The Company maintains that Mr. Miller could and should have taken steps in response to the Roadmaster's instructions which would have better protected the train. Specifically, it argues that he should have proceeded directly to the track inspection, allowing himself ample time to travel in advance of the train that morning. Alternatively, it argues that when his track motor car failed he should have either stopped the train or signalled some communication to it to proceed with caution.

The Arbitrator has some difficulty with the Company's submission. Firstly, it is not clear that the grievor could have inspected all of the track under his jurisdiction on the morning in question. It appears, in fact, that he did not have time to run southward to Jayem, the southern extremity of his section of track without running into Extra 8826 North. As a result all he could do was proceed northward from Parksville, thereby inspecting only the northern half of his section of track. It seems, in other words, that, in any event, by the best adherence to the Roadmaster's instructions not all of the grievor's segment of track could have been inspected in advance of the train.

As noted above, Roadmaster Lebourgeois did not specifically instruct the grievor to commence his inspection early enough in the day to ensure that it was done in advance of the train. The value of this factor is qualified, however, by the grievor's own admission that he felt the inspection should be done in advance of the train, and that he misjudged the time it would take to do the paperwork. It appears, in fact, that he was correct in his assessment. With his paper work done, he was on the track, proceeding northward in his motor car at a time which normally would have allowed him to safely inspect the track well ahead of the train. However the faulty condition of his track motor car limited the speed at which he could travel. But for that difficulty the grievor would have reached the slip out in advance of the train.

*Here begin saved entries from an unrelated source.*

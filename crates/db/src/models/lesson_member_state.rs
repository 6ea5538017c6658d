use bson::DateTime;
use serde::{Deserialize, Serialize};

/// Per-user flag inside a lesson, one row per `(lesson_id, user_id, state_type)`.
#[derive(Debug, Clone, Serialize, Deserialize, PartialEq)]
pub struct LessonMemberState {
    pub lesson_id: String,
    pub user_id: String,
    pub state_type: MemberStateType,
    #[serde(default)]
    pub bool_value: bool,
    #[serde(default)]
    pub string_array_value: Vec<String>,
    pub created_at: DateTime,
    pub updated_at: DateTime,
}

impl LessonMemberState {
    pub const COLLECTION: &'static str = "lesson_member_states";

    pub fn new(
        lesson_id: impl Into<String>,
        user_id: impl Into<String>,
        state_type: MemberStateType,
        value: StateValue,
    ) -> Self {
        let now = DateTime::now();
        Self {
            lesson_id: lesson_id.into(),
            user_id: user_id.into(),
            state_type,
            bool_value: value.bool_value,
            string_array_value: value.string_array_value,
            created_at: now,
            updated_at: now,
        }
    }

    pub fn value(&self) -> StateValue {
        StateValue {
            bool_value: self.bool_value,
            string_array_value: self.string_array_value.clone(),
        }
    }
}

#[derive(Debug, Clone, Copy, Serialize, Deserialize, PartialEq, Eq, Hash)]
#[serde(rename_all = "snake_case")]
pub enum MemberStateType {
    HandsUp,
    Annotation,
    Chat,
    PollingAnswer,
}

impl MemberStateType {
    pub fn as_str(&self) -> &'static str {
        match self {
            MemberStateType::HandsUp => "hands_up",
            MemberStateType::Annotation => "annotation",
            MemberStateType::Chat => "chat",
            MemberStateType::PollingAnswer => "polling_answer",
        }
    }
}

#[derive(Debug, Clone, Default, Serialize, Deserialize, PartialEq)]
pub struct StateValue {
    pub bool_value: bool,
    pub string_array_value: Vec<String>,
}

impl StateValue {
    pub fn flag(value: bool) -> Self {
        Self {
            bool_value: value,
            string_array_value: Vec::new(),
        }
    }

    pub fn answers(answers: Vec<String>) -> Self {
        Self {
            bool_value: false,
            string_array_value: answers,
        }
    }
}

/// Narrows a member-state read; `None` fields match everything.
#[derive(Debug, Clone, Default)]
pub struct MemberStatesFilter {
    pub lesson_id: Option<String>,
    pub user_id: Option<String>,
    pub state_type: Option<MemberStateType>,
}

impl MemberStatesFilter {
    pub fn matches(&self, state: &LessonMemberState) -> bool {
        self.lesson_id.as_deref().is_none_or(|id| id == state.lesson_id)
            && self.user_id.as_deref().is_none_or(|id| id == state.user_id)
            && self.state_type.is_none_or(|t| t == state.state_type)
    }
}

The Arbitrator does not share the Company's view of the gravity of Mr. Miller's error. On the whole, however, I cannot find that the grievor was entirely blameless. It is not disputed that he is responsible for ensuring that his track motor car was kept in serviceable condition, and that he had prior knowledge of the difficulties which caused it to slow down on the day in question. By his own admission he was aware that the inspection of the track should be conducted in advance of the Courtenay Turn train, and to some extent he misjudged the time that would be required to complete his paperwork. In all of the circumstances the Arbitrator must agree with the Company that there was just cause for the imposition of discipline. I cannot conclude, however, that the period out of service, coupled with a two year demotion was an appropriate disciplinary response in the circumstances.

I do not accept the submission of the Union that the Company was not justified under Article 18.3 in holding the grievor out of service pending the investigation. I do agree, however, that a two-year demotion for the grievor's error of judgement is excessive in the circumstances. The grievor is a long service employee, having worked as a Track Maintenance Foreman for some 10 years prior to the incident in question. It appears that for more than four years prior to this incident his record was without any infractions concerning the movement of trains. In the Arbitrator's view the grievor's actions are better described as an error in judgement rather than as negligent or reckless misconduct. In the circumstances a demotion of six months would, in my opinion, be an ample measure of corrective discipline. For the foregoing reasons the grievance is allowed in part. The grievor shall be reinstated into his position as a Track Maintenance Foreman, effective six months from February 28th, 1986, with compensation for any wages or benefits lost. I retain jurisdiction in the event of any dispute between the parties respecting the interpretation or implementation of this award.